RATIONALE: Papillary renal cell carcinoma (PRCC) accounts for about 15% to 20% of renal cell carcinoma and is histologically distinguished in type I and type II. The last one is associated with poorer prognosis.Treatment options for PRCC patients are surgery, immunotherapy, revolutionized by Nivolumab, and other target-therapy with an improvement in overall survival. Heterogenous response and a pseudo-progression may be observed in the initial phase of biological treatment that could induce premature discontinuation. PATIENT CONCERNS: We present the case of a 44-year-old woman with left cervical palpable mass increased in size and without concomitant disease or previous surgery. DIAGNOSIS: Neck ultrasonography, contrast-enhanced Computed Tomography, and 18F-FDG PET/CT were performed with the detection of lymph nodes involvement and a left renal lesion. INTERVENTIONS: The patients underwent left radical nephrectomy and homolateral cervical and para-aortic lymphadenectomy, with histological diagnosis of PRCC, type II. After disease relapse, the inter-aortocaval lymph node was laparoscopically removed. Following the detection of further disease relapse in several lymph nodes and the lung, several lines of target-therapy were started; then disease progression and worsening of clinical and hematological status led us to start Nivolumab as last-line therapy.
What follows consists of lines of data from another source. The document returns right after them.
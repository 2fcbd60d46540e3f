//! WebSocket transport against a real listener and the filesystem stores

use std::path::Path;
use std::sync::Arc;
use std::time::Duration;

use futures::{SinkExt, StreamExt};
use md_web_host::config::Config;
use md_web_host::ws::{serve_listener, ServerState};
use md_web_protocol::{CommandName, EditPayload, Envelope, OpenPayload};
use percent_encoding::{utf8_percent_encode, NON_ALPHANUMERIC};
use tokio::net::TcpListener;
use tokio_tungstenite::tungstenite::client::IntoClientRequest;
use tokio_tungstenite::tungstenite::Message;
use tokio_tungstenite::{connect_async, MaybeTlsStream, WebSocketStream};

type Socket = WebSocketStream<MaybeTlsStream<tokio::net::TcpStream>>;

async fn start_server() -> (String, Arc<ServerState>) {
    let listener = TcpListener::bind("127.0.0.1:0").await.unwrap();
    let addr = listener.local_addr().unwrap();
    let mut config = Config::default();
    config.session.persist_debounce_ms = 20;
    let state = Arc::new(ServerState::from_config(&config));

    let serve_state = state.clone();
    tokio::spawn(async move {
        let _ = serve_listener(listener, serve_state).await;
    });
    (format!("ws://{addr}"), state)
}

fn doc_url(base: &str, document: &Path) -> String {
    let encoded = utf8_percent_encode(&document.to_string_lossy(), NON_ALPHANUMERIC).to_string();
    format!("{base}/?doc={encoded}")
}

async fn connect(url: &str, origin: &str) -> Result<Socket, tokio_tungstenite::tungstenite::Error> {
    let mut request = url.into_client_request().unwrap();
    request.headers_mut().insert("Origin", origin.parse().unwrap());
    connect_async(request).await.map(|(ws, _)| ws)
}

async fn next_envelope(ws: &mut Socket) -> Envelope {
    loop {
        let msg = tokio::time::timeout(Duration::from_secs(5), ws.next())
            .await
            .expect("timed out waiting for a frame")
            .expect("socket closed")
            .unwrap();
        if let Message::Binary(data) = msg {
            return Envelope::decode(&data).unwrap();
        }
    }
}

async fn send(ws: &mut Socket, envelope: &Envelope) {
    ws.send(Message::Binary(envelope.encode().unwrap())).await.unwrap();
}

#[tokio::test]
async fn edits_over_websocket_reach_disk() {
    let dir = tempfile::tempdir().unwrap();
    let document = dir.path().join("remote.md");
    std::fs::write(&document, "# Remote").unwrap();
    let (base, state) = start_server().await;

    let mut ws = connect(&doc_url(&base, &document), "http://localhost:8080")
        .await
        .expect("valid origin accepted");
    send(&mut ws, &Envelope::bare(CommandName::Init)).await;

    let open = next_envelope(&mut ws).await;
    assert_eq!(open.name, CommandName::Open);
    let open: OpenPayload = open.payload().unwrap();
    assert_eq!(open.content, "# Remote");
    assert_eq!(state.sessions.read().await.session_count(), 1);

    let edit = Envelope::new(CommandName::DoSave, &EditPayload::tagged("# Remote\nedited", open.revision)).unwrap();
    send(&mut ws, &edit).await;
    tokio::time::sleep(Duration::from_millis(300)).await;
    assert_eq!(std::fs::read_to_string(&document).unwrap(), "# Remote\nedited");

    ws.close(None).await.unwrap();
    tokio::time::sleep(Duration::from_millis(300)).await;
    assert_eq!(state.sessions.read().await.session_count(), 0);
}

#[tokio::test]
async fn invalid_origin_is_rejected() {
    let dir = tempfile::tempdir().unwrap();
    let document = dir.path().join("a.md");
    let (base, state) = start_server().await;

    assert!(connect(&doc_url(&base, &document), "http://localhost.evil.com").await.is_err());
    assert!(connect(&doc_url(&base, &document), "http://evil.com").await.is_err());
    assert_eq!(state.sessions.read().await.session_count(), 0);
}

#[tokio::test]
async fn missing_document_is_rejected() {
    let (base, _state) = start_server().await;
    assert!(connect(&format!("{base}/"), "http://localhost").await.is_err());
}

#[tokio::test]
async fn second_view_of_same_document_is_refused() {
    let dir = tempfile::tempdir().unwrap();
    let document = dir.path().join("shared.md");
    std::fs::write(&document, "one").unwrap();
    let (base, state) = start_server().await;
    let url = doc_url(&base, &document);

    let mut first = connect(&url, "http://127.0.0.1").await.unwrap();
    send(&mut first, &Envelope::bare(CommandName::Init)).await;
    assert_eq!(next_envelope(&mut first).await.name, CommandName::Open);

    let mut second = connect(&url, "http://127.0.0.1").await.unwrap();
    let closed = tokio::time::timeout(Duration::from_secs(5), async {
        loop {
            match second.next().await {
                Some(Ok(Message::Close(frame))) => return frame.map(|f| f.reason.to_string()),
                Some(Ok(_)) => {}
                _ => return None,
            }
        }
    })
    .await
    .unwrap();
    assert!(closed.is_some_and(|reason| reason.contains("already open")));
    assert_eq!(state.sessions.read().await.session_count(), 1);
}

#[tokio::test]
async fn saves_past_the_rate_limit_are_delayed_not_lost() {
    let dir = tempfile::tempdir().unwrap();
    let document = dir.path().join("burst.md");
    std::fs::write(&document, "start").unwrap();
    let (base, _state) = start_server().await;

    let mut ws = connect(&doc_url(&base, &document), "http://localhost").await.unwrap();
    send(&mut ws, &Envelope::bare(CommandName::Init)).await;
    let open: OpenPayload = next_envelope(&mut ws).await.payload().unwrap();

    // More than the connection's burst allowance
    for i in 0..1100 {
        let save = Envelope::new(CommandName::Save, &EditPayload::tagged(format!("edit {i}"), open.revision)).unwrap();
        send(&mut ws, &save).await;
    }

    let last = tokio::time::timeout(Duration::from_secs(5), async {
        loop {
            let on_disk = std::fs::read_to_string(&document).unwrap_or_default();
            if on_disk == "edit 1099" {
                return on_disk;
            }
            tokio::time::sleep(Duration::from_millis(50)).await;
        }
    })
    .await
    .expect("last save never reached disk");
    assert_eq!(last, "edit 1099");
}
OUTCOMES: A heterogeneous response to therapies was documented with morphological and nuclear medicine imaging, however the concomitant deterioration of performance status and liver function led to discontinuation of Nivolumab; then the patient died, 30 months after diagnosis. LESSONS: Here we describe the clinical case and radiological and nuclear medicine imaging investigations performed by our patient, highlighting that 18F-FDG PET/CT shows greater adequacy in assessing the response to therapy, avoiding premature drug discontinuation, and ensuring better management of a patient with advanced PRCC.